▶ [Assignment] Where does the string "plain" occur in the records? Copy each line that holds it.

Saved data entries
┄┄┄┄┄┄┄┄┄┄┄┄┄┄┄┄┄┄┄┄

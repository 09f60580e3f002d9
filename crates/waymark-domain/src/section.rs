use serde::{Deserialize, Serialize};

/// What the data rows of a section hold.
#[derive(Debug, Clone, Copy, PartialEq, Eq, Serialize, Deserialize)]
pub enum ItemKind {
    Description,
    Track,
    Bookmark,
}

/// View type of a single flat row, consumed by the render layer.
#[derive(Debug, Clone, Copy, PartialEq, Eq, Serialize, Deserialize)]
pub enum RowKind {
    Header,
    Description,
    Track,
    Bookmark,
}

impl From<ItemKind> for RowKind {
    fn from(kind: ItemKind) -> Self {
        match kind {
            ItemKind::Description => RowKind::Description,
            ItemKind::Track => RowKind::Track,
            ItemKind::Bookmark => RowKind::Bookmark,
        }
    }
}

/// Section heading. String lookup lives with the render layer, so the fixed
/// headings stay symbolic; block headings carry the block name through.
#[derive(Debug, Clone, PartialEq, Eq)]
pub enum SectionTitle {
    Description,
    Tracks,
    Bookmarks,
    Named(String),
}
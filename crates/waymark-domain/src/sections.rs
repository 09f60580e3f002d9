//! The three section layouts a category list can present.
//!
//! Exactly one layout is live at a time. Each variant owns whatever result
//! sequence its mode was built from, so replacing the layout drops the
//! previous mode's data with it.

use std::sync::Arc;

use waymark_core::{DataSource, WaymarkError, WaymarkResult};

use crate::block::SortedBlock;
use crate::bookmark::BookmarkId;
use crate::category::Category;
use crate::position::SectionPosition;
use crate::section::{ItemKind, SectionTitle};
use crate::store::MarkStore;
use crate::track::TrackId;

pub enum Sections {
    Category(CategorySections),
    Search(SearchSections),
    Sorted(SortedSections),
}

impl Sections {
    pub fn sections_count(&self) -> usize {
        match self {
            Sections::Category(s) => s.sections_count(),
            Sections::Search(s) => s.sections_count(),
            Sections::Sorted(s) => s.sections_count(),
        }
    }

    /// The description section is never editable, and a catalog-sourced
    /// category is not editable at all in plain mode.
    pub fn is_editable(&self, section_index: usize) -> bool {
        match self {
            Sections::Category(s) => s.is_editable(section_index),
            Sections::Search(s) => s.is_editable(section_index),
            Sections::Sorted(s) => s.is_editable(section_index),
        }
    }

    pub fn has_header(&self, section_index: usize) -> bool {
        match self {
            Sections::Category(s) => s.has_header(section_index),
            Sections::Search(s) => s.has_header(section_index),
            Sections::Sorted(s) => s.has_header(section_index),
        }
    }

    /// `None` exactly when the section has no header.
    pub fn title(&self, section_index: usize) -> Option<SectionTitle> {
        match self {
            Sections::Category(s) => s.title(section_index),
            Sections::Search(s) => s.title(section_index),
            Sections::Sorted(s) => s.title(section_index),
        }
    }

    pub fn item_count(&self, section_index: usize) -> usize {
        match self {
            Sections::Category(s) => s.item_count(section_index),
            Sections::Search(s) => s.item_count(section_index),
            Sections::Sorted(s) => s.item_count(section_index),
        }
    }

    pub fn item_kind(&self, section_index: usize) -> ItemKind {
        match self {
            Sections::Category(s) => s.item_kind(section_index),
            Sections::Search(s) => s.item_kind(section_index),
            Sections::Sorted(s) => s.item_kind(section_index),
        }
    }

    pub fn bookmark_id(&self, pos: SectionPosition) -> WaymarkResult<BookmarkId> {
        let item = self.resolvable_item(pos, ItemKind::Bookmark)?;
        match self {
            Sections::Category(s) => s.bookmark_id(item),
            Sections::Search(s) => Ok(s.id_at(item)),
            Sections::Sorted(s) => Ok(s.id_at(pos.section_index, item)),
        }
    }

    pub fn track_id(&self, pos: SectionPosition) -> WaymarkResult<TrackId> {
        let item = self.resolvable_item(pos, ItemKind::Track)?;
        match self {
            Sections::Category(s) => s.track_id(item),
            // The single search section holds bookmarks, so the kind check
            // above has already rejected every track query.
            Sections::Search(_) => unreachable!("search results hold no tracks"),
            Sections::Sorted(s) => Ok(s.id_at(pos.section_index, item)),
        }
    }

    /// Remove the addressed item and restore a self-consistent layout
    /// before returning: emptied blocks are pruned and section counts are
    /// re-derived.
    pub fn delete(&mut self, pos: SectionPosition) -> WaymarkResult<()> {
        let item = self.deletable_item(pos)?;
        match self {
            // The store owns plain-mode contents and has already shrunk by
            // the time this runs; only the layout needs re-deriving.
            Sections::Category(s) => {
                s.delete();
                Ok(())
            }
            Sections::Search(s) => s.delete(item),
            Sections::Sorted(s) => s.delete(pos.section_index, item),
        }
    }

    /// Validate a position for id resolution. The checks are uniform
    /// across all three layouts: a header row or an out-of-range address is
    /// a bad coordinate, and a section of the wrong kind is a kind
    /// mismatch. Neither is recoverable.
    fn resolvable_item(&self, pos: SectionPosition, requested: ItemKind) -> WaymarkResult<usize> {
        let item = self.addressed_item(pos)?;
        let actual = self.item_kind(pos.section_index);
        if actual != requested {
            return Err(WaymarkError::KindMismatch(format!(
                "section {} holds {:?} items, {:?} requested",
                pos.section_index, actual, requested
            )));
        }
        let items = self.item_count(pos.section_index);
        if item >= items {
            return Err(WaymarkError::InvalidCoordinate(format!(
                "item {} out of range in section {} ({} items)",
                item, pos.section_index, items
            )));
        }
        Ok(item)
    }

    /// Validate a position for deletion. The description section rejects
    /// deletion outright; item bounds are the owning layout's business,
    /// since in plain mode the live count has already moved on.
    fn deletable_item(&self, pos: SectionPosition) -> WaymarkResult<usize> {
        let item = self.addressed_item(pos)?;
        if self.item_kind(pos.section_index) == ItemKind::Description {
            return Err(WaymarkError::InvalidCoordinate(format!(
                "description section {} is not deletable",
                pos.section_index
            )));
        }
        Ok(item)
    }

    fn addressed_item(&self, pos: SectionPosition) -> WaymarkResult<usize> {
        let count = self.sections_count();
        if pos.section_index >= count {
            return Err(WaymarkError::InvalidCoordinate(format!(
                "section {} out of range ({} sections)",
                pos.section_index, count
            )));
        }
        pos.item_index.ok_or_else(|| {
            WaymarkError::InvalidCoordinate(format!(
                "header row of section {} addresses no item",
                pos.section_index
            ))
        })
    }
}
use serde::{Deserialize, Serialize};

pub type TrackId = u64;

/// Rendering-ready track record fetched from the store.
#[derive(Debug, Clone, PartialEq, Serialize, Deserialize)]
pub struct Track {
    pub id: TrackId,
    pub name: String,
    pub length_meters: f64,
}
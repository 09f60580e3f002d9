use thiserror::Error;

#[derive(Error, Debug)]
pub enum WaymarkError {
    #[error("Kind mismatch: {0}")]
    KindMismatch(String),

    #[error("Invalid coordinate: {0}")]
    InvalidCoordinate(String),

    #[error("Flat index not found: {0}")]
    IndexNotFound(usize),

    #[error("Not found: {0}")]
    NotFound(String),
}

┄┄┄┄┄┄┄┄┄┄┄┄┄┄┄┄┄┄┄┄

▶ [Answer area]
    /// category is not editable at all in plain mode.
            // The store owns plain-mode contents and has already shrunk by
    /// since in plain mode the live count has already moved on.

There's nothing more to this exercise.